//! Order API module

mod handler;

use axum::routing::{get, post, put};
use axum::Router;

use crate::core::AppState;

pub fn router() -> Router<AppState> {
    Router::new().nest("/api/orders", routes())
}

fn routes() -> Router<AppState> {
    Router::new()
        .route("/", get(handler::list_mine).post(handler::place))
        .route("/all", get(handler::list_all))
        .route("/{id}", get(handler::get_by_id))
        .route("/{id}/cancel", post(handler::cancel))
        .route("/{id}/status", put(handler::update_status))
}
//! Unified error system for the Bazaar backend
//!
//! This module provides a comprehensive error handling system with:
//! - [`ErrorCode`]: Standardized error codes for all error types
//! - [`ErrorCategory`]: Classification of errors by domain
//! - [`AppError`]: Rich error type with codes, messages, and details
//! - [`ApiResponse`]: Unified API response format
//!
//! # Error Code Ranges
//!
//! - 0xxx: General errors
//! - 1xxx: Authentication errors
//! - 2xxx: Permission errors
//! - 4xxx: Order errors
//! - 5xxx: Payment method errors
//! - 6xxx: Product / catalog errors
//! - 7xxx: Review errors
//! - 8xxx: Account errors
//! - 9xxx: System errors
//!
//! # Example
//!
//! ```
//! use shared::error::{AppError, ErrorCode, ApiResponse};
//!
//! // Create a simple error
//! let err = AppError::new(ErrorCode::NotFound);
//!
//! // Create an error with custom message
//! let err = AppError::with_message(ErrorCode::ValidationFailed, "Invalid email format");
//!
//! // Create an error with details
//! let err = AppError::validation("Missing required field")
//!     .with_detail("field", "email");
//!
//! // Convert to API response
//! let response = ApiResponse::<()>::error(&err);
//! ```

mod category;
mod codes;
mod http;
mod types;

pub use category::ErrorCategory;
pub use codes::{ErrorCode, InvalidErrorCode};
pub use types::{ApiResponse, AppError, AppResult};
//! Notification API module

mod handler;

use axum::routing::{get, put};
use axum::Router;

use crate::core::AppState;

pub fn router() -> Router<AppState> {
    Router::new().nest("/api/notifications", routes())
}

fn routes() -> Router<AppState> {
    Router::new()
        .route("/", get(handler::list).post(handler::create))
        .route("/summary", get(handler::summary))
        .route("/read-all", put(handler::mark_all_read))
        .route("/{id}/read", put(handler::mark_read))
        .route("/{id}", put(handler::update).delete(handler::delete))
}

________________________________________

▶ _YOUR TASK_
Nothing in the data above should change. Please copy it all.

▶ _YOUR RESPONSE_
//! Order API module

mod handler;

use axum::routing::{get, post, put};
use axum::Router;

use crate::core::AppState;

pub fn router() -> Router<AppState> {
    Router::new().nest("/api/orders", routes())
}

fn routes() -> Router<AppState> {
    Router::new()
        .route("/", get(handler::list_mine).post(handler::place))
        .route("/all", get(handler::list_all))
        .route("/{id}", get(handler::get_by_id))
        .route("/{id}/cancel", post(handler::cancel))
        .route("/{id}/status", put(handler::update_status))
}
//! Unified error system for the Bazaar backend
//!
//! This module provides a comprehensive error handling system with:
//! - [`ErrorCode`]: Standardized error codes for all error types
//! - [`ErrorCategory`]: Classification of errors by domain
//! - [`AppError`]: Rich error type with codes, messages, and details
//! - [`ApiResponse`]: Unified API response format
//!
//! # Error Code Ranges
//!
//! - 0xxx: General errors
//! - 1xxx: Authentication errors
//! - 2xxx: Permission errors
//! - 4xxx: Order errors
//! - 5xxx: Payment method errors
//! - 6xxx: Product / catalog errors
//! - 7xxx: Review errors
//! - 8xxx: Account errors
//! - 9xxx: System errors
//!
//! # Example
//!
//! ```
//! use shared::error::{AppError, ErrorCode, ApiResponse};
//!
//! // Create a simple error
//! let err = AppError::new(ErrorCode::NotFound);
//!
//! // Create an error with custom message
//! let err = AppError::with_message(ErrorCode::ValidationFailed, "Invalid email format");
//!
//! // Create an error with details
//! let err = AppError::validation("Missing required field")
//!     .with_detail("field", "email");
//!
//! // Convert to API response
//! let response = ApiResponse::<()>::error(&err);
//! ```

mod category;
mod codes;
mod http;
mod types;

pub use category::ErrorCategory;
pub use codes::{ErrorCode, InvalidErrorCode};
pub use types::{ApiResponse, AppError, AppResult};
//! Notification API module

mod handler;

use axum::routing::{get, put};
use axum::Router;

use crate::core::AppState;

pub fn router() -> Router<AppState> {
    Router::new().nest("/api/notifications", routes())
}

fn routes() -> Router<AppState> {
    Router::new()
        .route("/", get(handler::list).post(handler::create))
        .route("/summary", get(handler::summary))
        .route("/read-all", put(handler::mark_all_read))
        .route("/{id}/read", put(handler::mark_read))
        .route("/{id}", put(handler::update).delete(handler::delete))
}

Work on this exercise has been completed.